Não foi a classe trabalhadora dos países imperialistas que prosperou com estes processos. Estima-se que a desigualdade de rendimento nos EUA esteja no seu mais alto nível desde a década de 1930, e a crescer firmemente para pior. Os cinco por cento mais ricos dos EUA — na verdade sobretudo os 1-2 por cento mais ricos — embolsaram quase todo o ganho dos 30 por cento que o PIB cresceu durante os anos 1990. [5] Agora os números do Censo mostram uma brusca viragem na pobreza americana em 2001. E na Europa, o actual impulso para integração económica e para maior 'competitividade' é também de facto um impulso para destituir a classe trabalhadora europeia dos seus direitos e reivindicações sociais.

A resistência à 'globalização' — ou antes, a resistência ao assalto imperialista intensificado — perfila-se então tanto nos países do terceiro mundo que eram os piores sofredores como nos próprios países imperialistas, onde a classe trabalhadores enfrentou o assalto. Para enfrentar tal resistência, o imperialismo nunca hesitou em empregar repressão dentro de casa e opressão militar no exterior. Mas tais medias, ainda que básicas, não seriam suficientes; também são necessários meios políticos refinados.

UMA NOVA INICIATIVA

Em Janeiro de 2001, na cidade brasileira de Porto Alegre, teve um lugar uma grande assembleia exprimindo oposição à 'globalização'. Era composta de organizações e milhares de pessoas individuais de todo o mundo. Esta assembleia autodenominou-se o Fórum Social Mundial, contrapondo-se ao Fórum Económico Mundial de líderes empresariais e ministros das Finanças que se encontravam todos os anos em Davos, na Suíça, para discutir as preocupações das corporações multinacionais e como avançar a 'globalização'. No Fórum Social Mundial, várias organizações realizaram discussões, eventos culturais, comícios, exposições, e outras formas de auto-expressão, sobre questões que iam desde o ambiente ao movimento de mulheres e à política económica para ordens sociais alternativas.

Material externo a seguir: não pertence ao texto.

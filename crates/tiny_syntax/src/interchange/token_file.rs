//! Token persistence format.
//!
//! One token per line, written as `lexeme,KIND` (e.g. `:=,ASSIGN`). A lexeme may itself contain
//! commas, so readers split on the **last** comma only.

use std::fmt::Write as _;

use thiserror::Error;

use crate::lexer::{Token, TokenKind};

/// A line of a token file that could not be turned into a token.
#[derive(Debug, Clone, PartialEq, Eq, Error)]
pub enum MalformedLine {
    #[error("line {line}: missing ',' separator in {text:?}")]
    MissingSeparator { line: usize, text: String },

    #[error("line {line}: unknown token kind {kind:?}")]
    UnknownKind { line: usize, kind: String },
}

/// Tokens read from a token file, plus the lines that were skipped.
#[derive(Debug, Clone, Default, PartialEq, Eq)]
pub struct TokenFile {
    pub tokens: Vec<Token>,
    pub skipped: Vec<MalformedLine>,
}

/// Render tokens in the persistence format, newline-terminated.
pub fn write_tokens<'a>(tokens: impl IntoIterator<Item = &'a Token>) -> String {
    let mut out = String::new();
    for token in tokens {
        // Writing into a String cannot fail.
        let _ = writeln!(out, "{token}");
    }
    out
}

/// Parse the persistence format.
///
/// Blank lines are ignored. Both halves of a line are trimmed. Malformed lines are skipped and
/// recorded in [`TokenFile::skipped`] instead of aborting the read.
pub fn read_tokens(text: &str) -> TokenFile {
    let mut file = TokenFile::default();

    for (index, raw) in text.lines().enumerate() {
        let line = raw.trim();
        if line.is_empty() {
            continue;
        }

        let skipped = match line.rsplit_once(',') {
            None => MalformedLine::MissingSeparator {
                line: index + 1,
                text: line.to_string(),
            },
            Some((lexeme, kind)) => match TokenKind::from_name(kind.trim()) {
                Some(kind) => {
                    file.tokens.push(Token::new(kind, lexeme.trim()));
                    continue;
                }
                None => MalformedLine::UnknownKind {
                    line: index + 1,
                    kind: kind.trim().to_string(),
                },
            },
        };

        tracing::warn!(%skipped, "skipping malformed token line");
        file.skipped.push(skipped);
    }

    file
}

#[cfg(test)]
mod tests {
    use super::*;
    use crate::lexer;

    #[test]
    fn test_write_one_token_per_line() {
        let scanned = lexer::scan("x := 1;\nwrite x");
        assert_eq!(
            write_tokens(scanned.tokens()),
            "x,IDENTIFIER\n:=,ASSIGN\n1,NUMBER\n;,SEMICOLON\nwrite,WRITE\nx,IDENTIFIER\n"
        );
    }

    #[test]
    fn test_split_on_last_comma() {
        let file = read_tokens("a,b,IDENTIFIER\n,,SEMICOLON");
        assert_eq!(
            file.tokens,
            vec![
                Token::new(TokenKind::Identifier, "a,b"),
                Token::new(TokenKind::Semicolon, ","),
            ]
        );
        assert!(file.skipped.is_empty());
    }

    #[test]
    fn test_whitespace_and_blank_lines() {
        let file = read_tokens("\n  read , READ  \n\n x ,IDENTIFIER\r\n");
        assert_eq!(
            file.tokens,
            vec![
                Token::new(TokenKind::Read, "read"),
                Token::new(TokenKind::Identifier, "x"),
            ]
        );
    }

    #[test]
    fn test_malformed_lines_are_skipped() {
        let file = read_tokens("write,WRITE\nnonsense\n1,INTEGER\n1,NUMBER");
        assert_eq!(file.tokens.len(), 2);
        assert_eq!(
            file.skipped,
            vec![
                MalformedLine::MissingSeparator {
                    line: 2,
                    text: "nonsense".to_string(),
                },
                MalformedLine::UnknownKind {
                    line: 3,
                    kind: "INTEGER".to_string(),
                },
            ]
        );
    }

    #[test]
    fn test_written_tokens_read_back() {
        let scanned = lexer::scan("if x < 10 then repeat x := x + 1 until x = 10 end");
        let text = write_tokens(scanned.tokens());
        let file = read_tokens(&text);
        assert_eq!(file.tokens, scanned.into_tokens());
    }
}
//! TINY scanner/parser CLI entry point

fn main() {
    // Structured logging with an env-based filter; default to warn so command output stays clean
    let _ = tracing_subscriber::fmt()
        .with_writer(std::io::stderr)
        .with_env_filter(
            tracing_subscriber::EnvFilter::try_from_default_env()
                .unwrap_or_else(|_| tracing_subscriber::EnvFilter::new("warn")),
        )
        .try_init();

    tiny::cli::run();
}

A grande participação encorajou os organizadores a organizarem assembleias semelhantes também em Janeiro de 2002 e Janeiro de 2003, e cada uma delas testemunhou mobilizações ainda maiores, rondando mais de 100 mil na última delas.

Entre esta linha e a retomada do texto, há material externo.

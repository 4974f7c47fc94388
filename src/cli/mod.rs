//! CLI module for the TINY scanner/parser
//!
//! ## Commands
//!
//! - `scan <file>` - Tokenize a source file into the `lexeme,KIND` token format
//! - `parse <file>` - Parse a source file (or a token file with `--tokens`) and print the parse record
//!
//! ## Design
//!
//! The CLI uses clap for argument parsing with derive macros.
//! Command functions return `CliResult<T>` instead of calling `process::exit`.
//! Only the top-level `run()` function handles errors and exits.

// Enforce explicit error handling - no panicking in production code
#![deny(clippy::unwrap_used)]
#![deny(clippy::expect_used)]

pub mod commands;

use std::fmt;
use std::path::PathBuf;
use std::process;

use clap::{Parser, Subcommand, ValueEnum};
use tiny_syntax::parser::{DEFAULT_MAX_DEPTH, ParserConfig};

// ============================================================================
// CLI Error handling
// ============================================================================

/// Exit code for CLI operations.
#[derive(Debug, Clone, Copy, PartialEq, Eq)]
pub struct ExitCode(pub i32);

impl ExitCode {
    pub const SUCCESS: ExitCode = ExitCode(0);
    pub const FAILURE: ExitCode = ExitCode(1);
}

/// Error type for CLI operations.
///
/// Contains a user-facing message and an exit code. The CLI entry point
/// catches these errors, prints the message, and exits with the code.
#[derive(Debug)]
pub struct CliError {
    /// User-facing error message (already formatted for display)
    pub message: String,
    /// Exit code to return to the shell
    pub exit_code: ExitCode,
}

impl CliError {
    pub fn new(message: impl Into<String>, exit_code: ExitCode) -> Self {
        Self {
            message: message.into(),
            exit_code,
        }
    }

    /// Create a failure error (exit code 1).
    pub fn failure(message: impl Into<String>) -> Self {
        Self::new(message, ExitCode::FAILURE)
    }
}

impl fmt::Display for CliError {
    fn fmt(&self, f: &mut fmt::Formatter<'_>) -> fmt::Result {
        write!(f, "{}", self.message)
    }
}

impl std::error::Error for CliError {}

/// Result type for CLI operations.
pub type CliResult<T> = Result<T, CliError>;

const VERSION: &str = env!("CARGO_PKG_VERSION");

// ============================================================================
// Clap CLI definition
// ============================================================================

/// Scanner and parser for the TINY teaching language
#[derive(Parser, Debug)]
#[command(name = "tiny")]
#[command(version = VERSION)]
#[command(about = "Scanner and parser for the TINY teaching language", long_about = None)]
pub struct Cli {
    #[command(subcommand)]
    pub command: Command,
}

/// How `parse` prints its result.
#[derive(Debug, Clone, Copy, PartialEq, Eq, ValueEnum)]
pub enum OutputFormat {
    /// Pretty-printed `{status, root, errors}` record
    Json,
    /// Single-line `{status, root, errors}` record
    Compact,
    /// Indented tree dump followed by the diagnostics
    Tree,
}

#[derive(Subcommand, Debug)]
pub enum Command {
    /// Tokenize a source file into `lexeme,KIND` lines
    Scan {
        /// Source file to scan
        #[arg(value_name = "FILE")]
        file: PathBuf,
        /// Write tokens here instead of stdout
        #[arg(short, long, value_name = "OUT")]
        output: Option<PathBuf>,
    },

    /// Parse a source file and print the parse record
    Parse {
        /// Source file (or token file with --tokens)
        #[arg(value_name = "FILE")]
        file: PathBuf,
        /// Treat FILE as a token file produced by `tiny scan`
        #[arg(long)]
        tokens: bool,
        /// Output format
        #[arg(long, value_enum, default_value_t = OutputFormat::Json)]
        format: OutputFormat,
        /// Write the result here instead of stdout
        #[arg(short, long, value_name = "OUT")]
        output: Option<PathBuf>,
        /// Maximum nesting depth of blocks and parenthesised expressions
        #[arg(long, value_name = "N", env = "TINY_MAX_DEPTH", default_value_t = DEFAULT_MAX_DEPTH, value_parser = parse_max_depth)]
        max_depth: usize,
    },
}

fn parse_max_depth(value: &str) -> Result<usize, String> {
    match value.parse::<usize>() {
        Ok(0) => Err("max depth must be at least 1".to_string()),
        Ok(depth) => Ok(depth),
        Err(e) => Err(format!("invalid max depth '{value}': {e}")),
    }
}

// ============================================================================
// CLI entry point
// ============================================================================

/// Main CLI entry point.
///
/// This is the only place where `process::exit` is called. All command
/// implementations return `CliResult` and errors are handled here.
pub fn run() {
    let cli = Cli::parse();

    match execute(cli) {
        Ok(exit_code) => {
            if exit_code.0 != 0 {
                process::exit(exit_code.0);
            }
        }
        Err(e) => {
            if !e.message.is_empty() {
                eprintln!("{}", e.message);
            }
            process::exit(e.exit_code.0);
        }
    }
}

/// Execute the CLI command and return result.
fn execute(cli: Cli) -> CliResult<ExitCode> {
    match cli.command {
        Command::Scan { file, output } => commands::scan_file(&file.to_string_lossy(), output.as_deref()),
        Command::Parse {
            file,
            tokens,
            format,
            output,
            max_depth,
        } => {
            let options = commands::ParseOptions {
                from_tokens: tokens,
                format,
                config: ParserConfig::with_max_depth(max_depth),
            };
            commands::parse_file(&file.to_string_lossy(), &options, output.as_deref())
        }
    }
}

// ============================================================================
// Tests
// ============================================================================

#[cfg(test)]
#[allow(clippy::unwrap_used)]
mod tests {
    use super::*;

    #[test]
    fn test_cli_parse_scan() {
        let cli = Cli::try_parse_from(["tiny", "scan", "prog.tny", "-o", "prog.tokens"]).unwrap();
        if let Command::Scan { file, output } = cli.command {
            assert_eq!(file, PathBuf::from("prog.tny"));
            assert_eq!(output, Some(PathBuf::from("prog.tokens")));
        } else {
            panic!("Expected Scan command");
        }
    }

    #[test]
    fn test_cli_parse_defaults() {
        let cli = Cli::try_parse_from(["tiny", "parse", "prog.tny"]).unwrap();
        if let Command::Parse {
            tokens,
            format,
            output,
            ..
        } = cli.command
        {
            assert!(!tokens);
            assert_eq!(format, OutputFormat::Json);
            assert!(output.is_none());
        } else {
            panic!("Expected Parse command");
        }
    }

    #[test]
    fn test_cli_parse_flags() {
        let cli = Cli::try_parse_from([
            "tiny",
            "parse",
            "prog.tokens",
            "--tokens",
            "--format",
            "tree",
            "--max-depth",
            "16",
        ])
        .unwrap();
        if let Command::Parse {
            tokens,
            format,
            max_depth,
            ..
        } = cli.command
        {
            assert!(tokens);
            assert_eq!(format, OutputFormat::Tree);
            assert_eq!(max_depth, 16);
        } else {
            panic!("Expected Parse command");
        }
    }

    #[test]
    fn test_cli_parse_compact_format() {
        let cli = Cli::try_parse_from(["tiny", "parse", "prog.tny", "--format", "compact"]).unwrap();
        if let Command::Parse { format, .. } = cli.command {
            assert_eq!(format, OutputFormat::Compact);
        } else {
            panic!("Expected Parse command");
        }
    }

    #[test]
    fn test_cli_rejects_zero_depth() {
        assert!(Cli::try_parse_from(["tiny", "parse", "prog.tny", "--max-depth", "0"]).is_err());
        assert!(Cli::try_parse_from(["tiny", "parse", "prog.tny", "--max-depth", "deep"]).is_err());
    }

    #[test]
    fn test_cli_requires_subcommand() {
        assert!(Cli::try_parse_from(["tiny"]).is_err());
    }

    #[test]
    fn test_parse_max_depth() {
        assert_eq!(parse_max_depth("128"), Ok(128));
        assert!(parse_max_depth("0").is_err());
    }
}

Estas assembleias, e a vasta publicidade que lhes foi dada, tiveram um impacto mais amplo do que o círculo dos seus participantes directos. O Fórum começou a ser tratado por muita gente como uma alternativa política às actuais tendências políticas mundiais, e como uma fonte potencial de uma nova política. Movimentos, organizações e círculos de pessoas individuais de todo o mundo que se opõem ao imperialismo, ou estão em luta contra ele, tomaram nota do Fórum Social Mundial.

Além disso, enquanto o impacto directo das assembleias anteriores era muito limitado à América Latina, isto já não é assim. Uma série de reuniões regionais sob a égide e com o padrão do Fórum Social Mundial foram organizadas no ano passado na Argentina, Itália, Palestina, Índia e Etiópia. Foi agora anunciado que a próxima assembleia do Fórum Social Mundial terá lugar em Mumbai, em Janeiro de 2004.

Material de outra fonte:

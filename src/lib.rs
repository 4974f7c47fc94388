#![forbid(unsafe_code)]
//! TINY scanner and parser
//!
//! TINY is a small imperative teaching language (`if`/`repeat`/`read`/`write`, assignment,
//! integer arithmetic and one comparison). This crate ties the syntax frontend together into a
//! pipeline and a command-line tool; the scanner, parser and AST live in `tiny_syntax`.
//!
//! ## Panic Policy
//!
//! This codebase follows explicit error handling:
//!
//! - **Production code**: Use `Result` or `Option` with `?` / `ok_or` / `map_err`. The `cli` module enforces
//!   `#![deny(clippy::unwrap_used)]`.
//!
//! - **Test code**: `.unwrap()` and `.expect()` are acceptable in tests.
//!
//! - **User input**: Malformed programs are never a panic. Lexical and syntax problems are collected as diagnostics and
//!   reported alongside whatever tree could be built.

pub mod cli;
pub mod pipeline;

pub use tiny_syntax::ast;
pub use tiny_syntax::diagnostics;
pub use tiny_syntax::interchange;
pub use tiny_syntax::lexer;
pub use tiny_syntax::parser;

pub use pipeline::{SourceParse, TokenTextParse, parse_source, parse_token_text};
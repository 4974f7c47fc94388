//! Parser for the TINY teaching language
//!
//! Single-token-lookahead recursive descent over the flat token sequence, with panic-mode error
//! recovery. Diagnostics accumulate; the (possibly partial) tree is always returned.
//!
//! ## Grammar
//!
//! ```text
//! program       -> stmt-sequence
//! stmt-sequence -> statement { ';' statement }
//! statement     -> if-stmt | repeat-stmt | assign-stmt | read-stmt | write-stmt
//! if-stmt       -> 'if' exp 'then' stmt-sequence [ 'else' stmt-sequence ] 'end'
//! repeat-stmt   -> 'repeat' stmt-sequence 'until' exp
//! assign-stmt   -> identifier ':=' exp
//! read-stmt     -> 'read' identifier
//! write-stmt    -> 'write' exp
//! exp           -> simple-exp [ ('<'|'=') simple-exp ]
//! simple-exp    -> term { ('+'|'-') term }
//! term          -> factor { ('*'|'/') factor }
//! factor        -> '(' exp ')' | number | identifier
//! ```
//!
//! ## Examples
//!
//! ```rust
//! use tiny_syntax::{lexer, parser};
//!
//! let tokens = lexer::scan("x := 8 - 3 - 2").into_tokens();
//! let result = parser::parse(&tokens);
//! assert!(result.is_accepted());
//! ```

use serde::{Deserialize, Serialize};

use crate::ast::*;
use crate::diagnostics::{Expectation, SyntaxError};
use crate::lexer::{Token, TokenKind};

// NOTE: This module is split across multiple files using `include!` to keep all parser
// methods in the same Rust module (preserving privacy + call patterns) while avoiding
// a single large source file.

include!("parser/core.rs");
include!("parser/helpers.rs");
include!("parser/stmts.rs");
include!("parser/expr.rs");
include!("parser/api.rs");
include!("parser/tests.rs");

É contra este pano de fundo que, a fim de entender os objectivos reais e o carácter do Fórum Social Mundial (FSM), devemos examinar a sua emergência e o seu desenvolvimento. Isto está a ser aqui tentado a fim de que todos aqueles que lutam contra o imperialismo possam tomar uma posição informada acerca do seu futuro curso de acção.

UM BREVE SUMÁRIO DO QUE VEM AÍ

No que se segue vemos como, nos EUA e na Europa, um movimento de protesto militante contra as depredações do capital internacional apresentou-se em Dezembro de 1999 na conferência de Seattle da Organização Mundial de Comércio, e enfureceu-se durante um ano e meio após. Tentativas dos círculos dirigentes daqueles países de para suprimir este movimento não obtiveram êxito; na verdade, o movimento cresceu. Foi neste contexto que o FSM foi iniciado pelo ATTAC, uma ONG (organização não-governamental) francesa dedicada a lobbying instituições financeiras internacionais para que se reformassem e humanizassem a si próprias, e pelo Partido dos Trabalhadores do Brasil, cuja imagem de esquerdista e técnicas 'participativas' de governo não o tinham impedido de implementar escrupulosamente as estipulações do Fundo Monetário Internacional (FMI).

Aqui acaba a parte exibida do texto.